By Kevin Wesley
It was ugly at the start, a string of four turnovers on their first four possessions hinting at the Lady Lions’ nerves. Ranked for the first time in more than a year, and hosting a conference rival with the Big Ten lead in the balance, Penn State on Thursday looked like a team that, at least initially, wasn’t ready for the occasion.
Forty minutes of basketball did little to change that impression.
Plagued by turnovers and unable to get their high-octane offense in gear, the Lady Lions lost for the first time in three weeks and just the third time since New Year’s, dropping a 60-49 decision to No. 11 Michigan State. It was the lowest scoring output of the season for Penn State (20-6, 9-3), which came in averaging a Big Ten-best 80.4 points per game. The win moved the Spartans (21-3, 9-2) into sole possession of first place in the conference.
The Lady Lions had earned a spot in the national rankings—No. 23 this week, thanks to wins in eight of their previous nine games—on the strength of some of the best young talent in the nation. Behind gun-slinging freshman Maggie Lucas and sophomores Alex Bentley, Mia Nickson and Nikki Greene, Penn State has out-run and out-classed most opponents this season. For third-year head coach Coquese Washington, this young core has been largely terrific and bodes awfully well for the future. But against a Spartan squad that starts three seniors and two juniors, Washington acknowledged that experience won the night.
“They played like players that have been in this type of game, on the road, a lot,” Washington said of the Spartans. “It didn’t matter what was going on, they maintained their composure. They’ve been in this position a lot, and they played like it.”
For Washington, “this position” equated to an NCAA tournament game—two ranked teams with ample talent and high expectations, separated by a dozen spots in the rankings and polar opposite styles. Michigan State came in with the Big Ten’s stingiest scoring defense, giving up just 55.1 points per game. “We knew coming in, it was going to be a battle of pace,” Washington said.
That battle never went Penn State’s way. The Lady Lions needed more than three minutes to get on the board, and those four early turnovers foreshadowed a game in which they gave the ball away 24 times. By contrast, they finished with just 17 field goals.
Penn State led just once, 9-7, on a three-pointer by Lucas, who leads the Lady Lions in scoring despite coming off the bench. Her quick, fluid release is a thing of beauty, and when she gets an open look it’s as if she couldn’t possibly miss. But she finished with 15 points on just six of 15 shooting on the night, an inefficiency typical on a night when only Nickson—six of 12 from the floor and 10 of 11 from the foul line for a team-high 22 points—was a consistent offensive threat. On the night, the Lady Lions shot just 26 percent in the first half and 33 percent overall.
The culprits? Michigan State was active and aggressive on defense, forcing a lot of those two dozen turnovers and helping hold the Lady Lions to just 52 field-goal attempts, 13 below their average.
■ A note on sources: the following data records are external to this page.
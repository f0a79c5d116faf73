#[cfg(feature = "contract")]
mod contract_impl {
    use agritrace_common::registry::{RegistryState, RegistrySummary};
    use freenet_stdlib::prelude::*;

    pub struct Contract;

    fn merge_validated(registry: &mut RegistryState, bytes: &[u8]) -> Result<(), ContractError> {
        if bytes.is_empty() {
            return Ok(());
        }
        let update: RegistryState =
            serde_json::from_slice(bytes).map_err(|e| ContractError::Deser(e.to_string()))?;
        if !update.validate() {
            return Err(ContractError::InvalidUpdate);
        }
        registry.merge(update);
        Ok(())
    }

    #[contract]
    impl ContractInterface for Contract {
        fn validate_state(
            _parameters: Parameters<'static>,
            state: State<'static>,
            _related: RelatedContracts<'static>,
        ) -> Result<ValidateResult, ContractError> {
            let bytes = state.as_ref();
            if bytes.is_empty() {
                return Ok(ValidateResult::Valid);
            }

            let registry: RegistryState =
                serde_json::from_slice(bytes).map_err(|e| ContractError::Deser(e.to_string()))?;

            if !registry.validate() {
                return Ok(ValidateResult::Invalid);
            }

            Ok(ValidateResult::Valid)
        }

        fn update_state(
            _parameters: Parameters<'static>,
            state: State<'static>,
            data: Vec<UpdateData<'static>>,
        ) -> Result<UpdateModification<'static>, ContractError> {
            let mut registry = if state.is_empty() {
                RegistryState::default()
            } else {
                serde_json::from_slice(state.as_ref())
                    .map_err(|e| ContractError::Deser(e.to_string()))?
            };

            for ud in data {
                match ud {
                    UpdateData::State(s) => {
                        merge_validated(&mut registry, s.as_ref())?;
                    }
                    UpdateData::Delta(d) => {
                        merge_validated(&mut registry, d.as_ref())?;
                    }
                    UpdateData::StateAndDelta { state, delta } => {
                        merge_validated(&mut registry, state.as_ref())?;
                        merge_validated(&mut registry, delta.as_ref())?;
                    }
                    _ => return Err(ContractError::InvalidUpdate),
                }
            }

            let serialized =
                serde_json::to_vec(&registry).map_err(|e| ContractError::Other(e.to_string()))?;
            Ok(UpdateModification::valid(State::from(serialized)))
        }

        fn summarize_state(
            _parameters: Parameters<'static>,
            state: State<'static>,
        ) -> Result<StateSummary<'static>, ContractError> {
            if state.is_empty() {
                return Ok(StateSummary::from(vec![]));
            }

            let registry: RegistryState = serde_json::from_slice(state.as_ref())
                .map_err(|e| ContractError::Deser(e.to_string()))?;

            let summary = registry.summarize();
            let serialized =
                serde_json::to_vec(&summary).map_err(|e| ContractError::Other(e.to_string()))?;
            Ok(StateSummary::from(serialized))
        }

        fn get_state_delta(
            _parameters: Parameters<'static>,
            state: State<'static>,
            summary: StateSummary<'static>,
        ) -> Result<StateDelta<'static>, ContractError> {
            if state.is_empty() {
                return Ok(StateDelta::from(vec![]));
            }

            let registry: RegistryState = serde_json::from_slice(state.as_ref())
                .map_err(|e| ContractError::Deser(e.to_string()))?;

            let summary: RegistrySummary = if summary.is_empty() {
                RegistrySummary::default()
            } else {
                serde_json::from_slice(summary.as_ref())
                    .map_err(|e| ContractError::Deser(e.to_string()))?
            };

            let delta = registry.delta(&summary);
            let serialized =
                serde_json::to_vec(&delta).map_err(|e| ContractError::Other(e.to_string()))?;
            Ok(StateDelta::from(serialized))
        }
    }
}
But a lot of those turnovers and wasted possessions were down to unforced errors, bad passes and careless traveling calls that, in Washington’s opinion, exposed her players’ inexperience in a way it hadn’t been all season.
“I think our kids came in ready to play—they might’ve been too ready to play,” the coach said. “They might’ve been too hyped for this game. When you’re over-emotional, that can impact your ability to do what you want to do. We probably wound ourselves a little too tight.”
That certainly would’ve explained the slow start, and maybe also the midgame scoring drought, in which Penn State went scoreless over the final 6:19 of the first half and scored just three points in the first five minutes of the second half. The Spartans led by as many as 18 midway through the second, and while the Lady Lions managed a run of their own and cut the deficit to six, 51-45, with 4:23 left, Michigan State’s quality shone as the Spartans held on.
The takeaway? Simply, the Lady Lions played terribly and lost to the only team above them in the Big Ten standings. No shame in that, and no sign of a repeat of last year’s late-season swoon, when the team followed a 15-4 start by losing eight of its final nine conference games, plummeting out of the top 25 and out of NCAA tournament contention. This team, with its talented sophomore and junior classes a year savvier, and the freshman Bentley scoring at will, shows no signs of a similar fate.
Even the coach doesn’t sound worried.
“We haven’t lost two games in a row all season,” Washington said.
Three years in, Washington has this program climbing back to national relevance faster than Penn State fans had a right to expect. If she’s that confident about her team’s short-term future, one can only imagine where she expects the Lady Lions to be two years from now. Until then, she’ll claim it as a learning experience. Before long, these will be the games Penn State expects—and knows how—to win.